Stored data entries:
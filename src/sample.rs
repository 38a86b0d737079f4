// pcm-wave -- Reading and writing canonical PCM wave files.
// Copyright (c) 2016 Kevin Brothaler and the riff-wave project authors.
//
// Licensed under the Apache License, Version 2.0 (the "License");
// you may not use this file except in compliance with the License.
// A copy of the License has been included in the root of the repository.
// Unless required by applicable law or agreed to in writing, software
// distributed under the License is distributed on an "AS IS" BASIS,
// WITHOUT WARRANTIES OR CONDITIONS OF ANY KIND, either express or implied.
// See the License for the specific language governing permissions and
// limitations under the License.

//! Conversion between `f32` samples in [-1.0, 1.0] and PCM words.
//!
//! 16-bit and 32-bit samples are signed and centered on zero: the float is
//! scaled by the largest positive value and truncated. 8-bit samples are
//! stored unsigned and centered on 127, so that -1.0, 0.0 and 1.0 become 0,
//! 127 and 254. Note that this is one below the usual 8-bit midpoint of 128;
//! decoding removes the same offset, so files written here read back
//! correctly.

use std::convert::TryFrom;

use byteorder::{ByteOrder, LittleEndian};

use crate::endian;
use crate::{WaveError, WaveResult};

const EIGHT_BIT_CENTER: f64 = 127.0;

/// A supported PCM word size.
#[derive(Debug, Clone, Copy, PartialEq, Eq)]
pub enum BitDepth {
    Eight,
    Sixteen,
    ThirtyTwo,
}

impl TryFrom<u16> for BitDepth {
    type Error = WaveError;

    fn try_from(bits_per_sample: u16) -> WaveResult<BitDepth> {
        match bits_per_sample {
            8 => Ok(BitDepth::Eight),
            16 => Ok(BitDepth::Sixteen),
            32 => Ok(BitDepth::ThirtyTwo),
            _ => Err(WaveError::UnsupportedBitDepth(bits_per_sample)),
        }
    }
}

impl BitDepth {
    pub fn bits(self) -> u16 {
        match self {
            BitDepth::Eight => 8,
            BitDepth::Sixteen => 16,
            BitDepth::ThirtyTwo => 32,
        }
    }

    /// Bytes taken by one sample of one channel.
    pub fn bytes(self) -> usize {
        usize::from(self.bits() / 8)
    }

    /// The divisor that maps a decoded word back to [-1.0, 1.0]:
    /// 2^(bits - 1) - 1.
    pub fn full_scale(self) -> f64 {
        match self {
            BitDepth::Eight => f64::from(i8::max_value()),
            BitDepth::Sixteen => f64::from(i16::max_value()),
            BitDepth::ThirtyTwo => f64::from(i32::max_value()),
        }
    }

    /// The inclusive range a decoded word must fall in.
    pub fn limits(self) -> (i64, i64) {
        match self {
            BitDepth::Eight => (i64::from(i8::min_value()), i64::from(i8::max_value())),
            BitDepth::Sixteen => (i64::from(i16::min_value()), i64::from(i16::max_value())),
            BitDepth::ThirtyTwo => (i64::from(i32::min_value()), i64::from(i32::max_value())),
        }
    }
}

/// Saturates a sample to [-1.0, 1.0].
pub fn clamp(sample: f32) -> f32 {
    sample.max(-1.0).min(1.0)
}

/// Encodes one sample into `dest`, little-endian, which must be exactly
/// `depth.bytes()` long. The sample is expected to be clamped already;
/// anything outside [-1.0, 1.0] saturates at the word limits.
pub fn encode_sample(depth: BitDepth, sample: f32, dest: &mut [u8]) {
    let scaled = depth.full_scale() * f64::from(sample);
    match depth {
        BitDepth::Eight => {
            dest[0] = (EIGHT_BIT_CENTER + scaled).round() as u8;
        }
        BitDepth::Sixteen => {
            let mut word = (scaled as i16).to_ne_bytes();
            endian::to_little_endian(&mut word);
            dest.copy_from_slice(&word);
        }
        BitDepth::ThirtyTwo => {
            let mut word = (scaled as i32).to_ne_bytes();
            endian::to_little_endian(&mut word);
            dest.copy_from_slice(&word);
        }
    }
}

/// Reads the little-endian word at the start of `src` as a signed integer.
/// For 8-bit samples this is the stored byte minus the 127 center.
pub fn decode_raw(depth: BitDepth, src: &[u8]) -> i64 {
    match depth {
        BitDepth::Eight => i64::from(src[0]) - EIGHT_BIT_CENTER as i64,
        BitDepth::Sixteen => i64::from(LittleEndian::read_i16(src)),
        BitDepth::ThirtyTwo => i64::from(LittleEndian::read_i32(src)),
    }
}

/// True if a decoded word lies inside the range of its bit depth.
pub fn is_in_range(depth: BitDepth, raw: i64) -> bool {
    let (low, high) = depth.limits();
    raw >= low && raw <= high
}

/// Scales a decoded word back to approximately [-1.0, 1.0].
pub fn raw_to_float(depth: BitDepth, raw: i64) -> f32 {
    (raw as f64 / depth.full_scale()) as f32
}

pub fn decode_sample(depth: BitDepth, src: &[u8]) -> f32 {
    raw_to_float(depth, decode_raw(depth, src))
}

// MARK: Tests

## About this task:
Find the lines above with the word "that". Copy them out.

## Solution to the exercise:
//! stored unsigned and centered on 127, so that -1.0, 0.0 and 1.0 become 0,
//! 127 and 254. Note that this is one below the usual 8-bit midpoint of 128;
    /// The divisor that maps a decoded word back to [-1.0, 1.0]:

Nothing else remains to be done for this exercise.